Synthesis, Cytotoxic and Antimalarial Activities of Benzoyl Thiosemicarbazone Analogs of Isoquinoline and Related Compounds

摘要

Thiosemicarbazone analogs of papaveraldine and related compounds 1–6 were synthesized and evaluated for cytotoxic and antimalarial activities. The cytotoxic activity was tested against HuCCA-1, HepG2, A549 and MOLT-3 human cancer cell lines. Thiosemicarbazones 1–5 displayed cytotoxicity toward all the tested cell lines, while compounds 2–5 selectively showed potent activity against the MOLT-3 cell lines.
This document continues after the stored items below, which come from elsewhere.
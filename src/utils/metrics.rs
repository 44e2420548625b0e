//! Accuracy metrics for forecast evaluation.

use crate::error::{ForecastError, Result};
use serde::{Deserialize, Serialize};
use std::fmt;

/// How MAPE treats days with zero actual sales.
#[derive(Debug, Clone, Copy, PartialEq, Serialize, Deserialize)]
#[serde(rename_all = "snake_case", tag = "kind", content = "floor")]
pub enum MapePolicy {
    /// Drop zero-actual days from the mean.
    ExcludeZeros,
    /// Replace zero actuals with the given floor before dividing.
    FloorZeros(f64),
}

impl Default for MapePolicy {
    fn default() -> Self {
        MapePolicy::ExcludeZeros
    }
}

/// Accuracy metrics for evaluating forecast performance.
#[derive(Debug, Clone, PartialEq, Serialize)]
pub struct AccuracyMetrics {
    /// Mean Absolute Error
    pub mae: f64,
    /// Mean Squared Error
    pub mse: f64,
    /// Root Mean Squared Error
    pub rmse: f64,
    /// Mean Absolute Percentage Error, `None` when no day qualifies under the policy.
    pub mape: Option<f64>,
}

impl AccuracyMetrics {
    /// Display band for MAPE; `None` when MAPE could not be computed.
    pub fn band(&self) -> Option<AccuracyBand> {
        self.mape.map(AccuracyBand::from_mape)
    }
}

/// Coarse accuracy label used in reports and the dashboard.
#[derive(Debug, Clone, Copy, PartialEq, Eq, Serialize)]
#[serde(rename_all = "snake_case")]
pub enum AccuracyBand {
    VeryGood,
    Good,
    Acceptable,
    NeedsImprovement,
}

impl AccuracyBand {
    pub fn from_mape(mape: f64) -> Self {
        if mape < 10.0 {
            AccuracyBand::VeryGood
        } else if mape < 20.0 {
            AccuracyBand::Good
        } else if mape < 30.0 {
            AccuracyBand::Acceptable
        } else {
            AccuracyBand::NeedsImprovement
        }
    }
}

impl fmt::Display for AccuracyBand {
    fn fmt(&self, f: &mut fmt::Formatter<'_>) -> fmt::Result {
        let label = match self {
            AccuracyBand::VeryGood => "very good",
            AccuracyBand::Good => "good",
            AccuracyBand::Acceptable => "acceptable",
            AccuracyBand::NeedsImprovement => "needs improvement",
        };
        f.write_str(label)
    }
}

/// Compute MAE, MSE, RMSE and MAPE over date-aligned sequences.
pub fn evaluate(actual: &[f64], predicted: &[f64], policy: MapePolicy) -> Result<AccuracyMetrics> {
    if actual.is_empty() || predicted.is_empty() {
        return Err(ForecastError::EmptyData);
    }
    if actual.len() != predicted.len() {
        return Err(ForecastError::DimensionMismatch {
            expected: actual.len(),
            got: predicted.len(),
        });
    }

    let n = actual.len() as f64;
    let errors: Vec<f64> = actual.iter().zip(predicted).map(|(a, p)| a - p).collect();

    let mae = errors.iter().map(|e| e.abs()).sum::<f64>() / n;
    let mse = errors.iter().map(|e| e * e).sum::<f64>() / n;

    Ok(AccuracyMetrics {
        mae,
        mse,
        rmse: mse.sqrt(),
        mape: mape(actual, predicted, policy),
    })
}

/// Mean absolute percentage error in percent.
pub fn mape(actual: &[f64], predicted: &[f64], policy: MapePolicy) -> Option<f64> {
    let ratios: Vec<f64> = actual
        .iter()
        .zip(predicted)
        .filter_map(|(&a, &p)| match policy {
            MapePolicy::ExcludeZeros if a == 0.0 => None,
            MapePolicy::ExcludeZeros => Some(((a - p) / a).abs()),
            MapePolicy::FloorZeros(floor) => {
                let a = if a == 0.0 { floor } else { a };
                Some(((a - p) / a).abs())
            }
        })
        .collect();

    if ratios.is_empty() {
        None
    } else {
        Some(100.0 * ratios.iter().sum::<f64>() / ratios.len() as f64)
    }
}

#[cfg(test)]
mod tests {
    use super::*;
    use approx::assert_relative_eq;

    #[test]
    fn perfect_prediction_is_zero() {
        let actual = vec![3.0, 5.0, 0.0, 8.0];
        let metrics = evaluate(&actual, &actual, MapePolicy::ExcludeZeros).unwrap();
        assert_relative_eq!(metrics.mae, 0.0);
        assert_relative_eq!(metrics.rmse, 0.0);
        assert_relative_eq!(metrics.mape.unwrap(), 0.0);
        assert_eq!(metrics.band(), Some(AccuracyBand::VeryGood));
    }

    #[test]
    fn mape_excludes_zero_actuals() {
        let metrics =
            evaluate(&[0.0, 10.0, 20.0], &[5.0, 9.0, 22.0], MapePolicy::ExcludeZeros).unwrap();
        assert_relative_eq!(metrics.mape.unwrap(), 10.0, epsilon = 1e-10);
        // MAE still covers every day.
        assert_relative_eq!(metrics.mae, 8.0 / 3.0, epsilon = 1e-10);
    }

    #[test]
    fn mape_floor_policy_differs_on_zero_days() {
        let actual = [0.0, 10.0, 20.0];
        let predicted = [5.0, 9.0, 22.0];
        let floored = mape(&actual, &predicted, MapePolicy::FloorZeros(0.1)).unwrap();
        // |0.1 - 5| / 0.1 = 49, then 0.1, 0.1
        assert_relative_eq!(floored, 100.0 * (49.0 + 0.1 + 0.1) / 3.0, epsilon = 1e-9);
    }

    #[test]
    fn mape_is_none_when_every_actual_is_zero() {
        assert!(mape(&[0.0, 0.0], &[1.0, 2.0], MapePolicy::ExcludeZeros).is_none());
    }

    #[test]
    fn known_values() {
        let metrics = evaluate(
            &[1.0, 2.0, 3.0, 4.0, 5.0],
            &[1.5, 2.5, 2.5, 4.5, 4.5],
            MapePolicy::default(),
        )
        .unwrap();
        assert_relative_eq!(metrics.mae, 0.5, epsilon = 1e-10);
        assert_relative_eq!(metrics.mse, 0.25, epsilon = 1e-10);
        assert_relative_eq!(metrics.rmse, 0.5, epsilon = 1e-10);
    }

    #[test]
    fn shape_errors() {
        assert!(matches!(
            evaluate(&[], &[], MapePolicy::ExcludeZeros),
            Err(ForecastError::EmptyData)
        ));
        assert!(matches!(
            evaluate(&[1.0, 2.0], &[1.0], MapePolicy::ExcludeZeros),
            Err(ForecastError::DimensionMismatch { .. })
        ));
    }

    #[test]
    fn bands_follow_thresholds() {
        assert_eq!(AccuracyBand::from_mape(9.99), AccuracyBand::VeryGood);
        assert_eq!(AccuracyBand::from_mape(10.0), AccuracyBand::Good);
        assert_eq!(AccuracyBand::from_mape(25.0), AccuracyBand::Acceptable);
        assert_eq!(AccuracyBand::from_mape(30.0), AccuracyBand::NeedsImprovement);
        assert_eq!(AccuracyBand::NeedsImprovement.to_string(), "needs improvement");
    }
}
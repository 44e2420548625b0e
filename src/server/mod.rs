//! JSON dashboard API.
//!
//! | Route                | Response                                          |
//! |----------------------|---------------------------------------------------|
//! | `/api/predictions`   | per-category forecast for `days` (1 to 60) days   |
//! | `/api/historical`    | last 30 days of actual sales                      |
//! | `/api/stats`         | total, average, max and min per category          |
//! | `/api/model-info`    | model order, regressors and post-processing       |

pub mod handlers;
mod service;

pub use service::{CategoryStats, DashboardService, ModelInfo, Predictions, SeriesTable, HISTORY_DAYS};

use crate::config::AppConfig;
use axum::{routing::get, Router};
use std::net::SocketAddr;
use std::sync::Arc;
use tower_http::cors::{Any, CorsLayer};
use tower_http::trace::TraceLayer;

pub struct ApiServer {
    service: Arc<DashboardService>,
}

impl ApiServer {
    pub fn new(config: AppConfig) -> Self {
        Self {
            service: Arc::new(DashboardService::new(config)),
        }
    }

    pub fn router(&self) -> Router {
        let cors = CorsLayer::new()
            .allow_origin(Any)
            .allow_methods(Any)
            .allow_headers(Any);

        Router::new()
            .route("/health", get(handlers::health))
            .route("/api/predictions", get(handlers::predictions))
            .route("/api/historical", get(handlers::historical))
            .route("/api/stats", get(handlers::stats))
            .route("/api/model-info", get(handlers::model_info))
            .layer(cors)
            .layer(TraceLayer::new_for_http())
            .with_state(self.service.clone())
    }

    /// Binds `addr` and serves until the process is stopped.
    ///
    /// # Errors
    ///
    /// Returns an error if the address cannot be bound.
    pub async fn serve(self, addr: SocketAddr) -> anyhow::Result<()> {
        let app = self.router();
        let listener = tokio::net::TcpListener::bind(addr).await?;

        tracing::info!("dashboard API listening on {}", addr);
        axum::serve(listener, app).await?;
        Ok(())
    }
}

#[cfg(test)]
mod tests {
    use super::*;
    use crate::config::CategoryConfig;
    use axum::body::Body;
    use axum::http::{Request, StatusCode};
    use chrono::{Datelike, Duration, NaiveDate};
    use serde_json::Value;
    use std::fmt::Write as _;
    use tempfile::TempDir;
    use tower::ServiceExt;

    fn write_sales(dir: &TempDir, file: &str, column: &str, days: usize, base: f64) {
        let start = NaiveDate::from_ymd_opt(2025, 1, 1).unwrap();
        let mut text = format!("date,{column}\n");
        for i in 0..days {
            let date = start + Duration::days(i as i64);
            let weekend = date.weekday().num_days_from_monday() >= 5;
            let q = base + if weekend { 5.0 } else { 0.0 } + (i % 3) as f64;
            writeln!(text, "{date},{q}").unwrap();
        }
        std::fs::write(dir.path().join(file), text).unwrap();
    }

    fn app(dir: &TempDir, days: usize) -> Router {
        write_sales(dir, "potong.csv", "Ayam_Potong", days, 20.0);
        write_sales(dir, "kampung.csv", "Ayam_Kampung", days, 8.0);

        let mut config = AppConfig::default();
        config.data.dir = dir.path().to_path_buf();
        config.categories = vec![
            CategoryConfig::new("ayam_potong", "potong.csv", "Ayam_Potong"),
            CategoryConfig::new("ayam_kampung", "kampung.csv", "Ayam_Kampung"),
        ];
        ApiServer::new(config).router()
    }

    async fn get_json(app: Router, uri: &str) -> (StatusCode, Value) {
        let response = app
            .oneshot(Request::builder().uri(uri).body(Body::empty()).unwrap())
            .await
            .unwrap();
        let status = response.status();
        let bytes = axum::body::to_bytes(response.into_body(), usize::MAX)
            .await
            .unwrap();
        (status, serde_json::from_slice(&bytes).unwrap())
    }

    #[tokio::test]
    async fn predictions_cover_requested_days() {
        let dir = TempDir::new().unwrap();
        let (status, body) = get_json(app(&dir, 70), "/api/predictions?days=5").await;

        assert_eq!(status, StatusCode::OK);
        assert_eq!(body["success"], true);
        let dates = body["data"]["dates"].as_array().unwrap();
        assert_eq!(dates.len(), 5);
        assert_eq!(dates[0], "2025-03-12");
        for category in ["ayam_potong", "ayam_kampung"] {
            let values = body["data"][category].as_array().unwrap();
            assert_eq!(values.len(), 5);
            assert!(values.iter().all(|v| v.as_f64().unwrap() >= 0.0));
            assert!(body["methods"][category].is_string());
        }
        assert_eq!(body["period"], "2025-03-12 - 2025-03-16");
    }

    #[tokio::test]
    async fn short_category_is_served_from_baseline() {
        let dir = TempDir::new().unwrap();
        write_sales(&dir, "potong.csv", "Ayam_Potong", 70, 20.0);
        write_sales(&dir, "kampung.csv", "Ayam_Kampung", 14, 8.0);
        write_sales(&dir, "tua.csv", "Ayam_Tua", 5, 4.0);

        let mut config = AppConfig::default();
        config.data.dir = dir.path().to_path_buf();
        config.categories = vec![
            CategoryConfig::new("ayam_potong", "potong.csv", "Ayam_Potong"),
            CategoryConfig::new("ayam_kampung", "kampung.csv", "Ayam_Kampung"),
            CategoryConfig::new("ayam_tua", "tua.csv", "Ayam_Tua"),
        ];
        let app = ApiServer::new(config).router();

        let (status, body) = get_json(app, "/api/predictions?days=5").await;
        assert_eq!(status, StatusCode::OK);
        assert_eq!(body["data"]["dates"].as_array().unwrap().len(), 5);
        assert_eq!(body["data"]["ayam_potong"].as_array().unwrap().len(), 5);

        for category in ["ayam_kampung", "ayam_tua"] {
            assert_eq!(body["methods"][category], "baseline");
            let values = body["data"][category].as_array().unwrap();
            assert_eq!(values.len(), 5);
            assert!(values.iter().all(|v| v.as_f64().unwrap() >= 0.0));
            assert!(body["fallback_reasons"][category].is_string());
            assert!(body["message"].as_str().unwrap().contains(category));
        }
        assert!(body["fallback_reasons"]["ayam_tua"]
            .as_str()
            .unwrap()
            .contains("insufficient history"));
    }

    #[tokio::test]
    async fn out_of_range_days_is_rejected() {
        let dir = TempDir::new().unwrap();
        for uri in ["/api/predictions?days=0", "/api/predictions?days=61"] {
            let (status, body) = get_json(app(&dir, 30), uri).await;
            assert_eq!(status, StatusCode::BAD_REQUEST);
            assert_eq!(body["success"], false);
            assert!(body["message"].as_str().unwrap().contains("between 1 and 60"));
        }
    }

    #[tokio::test]
    async fn historical_returns_last_thirty_days() {
        let dir = TempDir::new().unwrap();
        let (status, body) = get_json(app(&dir, 45), "/api/historical").await;

        assert_eq!(status, StatusCode::OK);
        let dates = body["data"]["dates"].as_array().unwrap();
        assert_eq!(dates.len(), HISTORY_DAYS);
        assert_eq!(dates[HISTORY_DAYS - 1], "2025-02-14");
        assert_eq!(body["data"]["ayam_potong"].as_array().unwrap().len(), 30);
    }

    #[tokio::test]
    async fn stats_summarise_each_category() {
        let dir = TempDir::new().unwrap();
        let (status, body) = get_json(app(&dir, 14), "/api/stats").await;

        assert_eq!(status, StatusCode::OK);
        let kampung = &body["data"]["ayam_kampung"];
        assert_eq!(kampung["min"], 8.0);
        assert!(kampung["max"].as_f64().unwrap() >= 13.0);
        assert!(kampung["total"].as_f64().unwrap() > kampung["average"].as_f64().unwrap());
    }

    #[tokio::test]
    async fn missing_data_is_a_server_error() {
        let dir = TempDir::new().unwrap();
        let mut config = AppConfig::default();
        config.data.dir = dir.path().to_path_buf();
        let app = ApiServer::new(config).router();

        let (status, body) = get_json(app, "/api/stats").await;
        assert_eq!(status, StatusCode::INTERNAL_SERVER_ERROR);
        assert_eq!(body["success"], false);
        assert!(body["message"].as_str().unwrap().contains("ts_ayam_potong_clean.csv"));
    }

    #[tokio::test]
    async fn model_info_describes_configuration() {
        let dir = TempDir::new().unwrap();
        let (status, body) = get_json(app(&dir, 10), "/api/model-info").await;

        assert_eq!(status, StatusCode::OK);
        assert_eq!(body["data"]["model"], "SARIMAX(1,1,1)(1,1,1,7)");
        assert_eq!(body["data"]["exogenous"][0], "is_closed");
        assert_eq!(body["data"]["clip_quantile"], 0.98);
    }
}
Significantly, N(4)-phenyl-2-benzoylpyridine thiosemicarbazone 4 exhibited the most potent activity against HuCCA-1, HepG2, A549 and MOLT-3 cell lines with IC₅₀ values of 0.03, 4.75, 0.04 and 0.004 μg/mL, respectively. In addition, 2-benzoylpyridine thio-semicarbazones 3 and 4 showed antimalarial activity against Plasmodium falciparum with IC₅₀ of 10-7 to < 10-6 M. The study demonstrates the quite promising activity of analog 4 as a lead molecule for further development.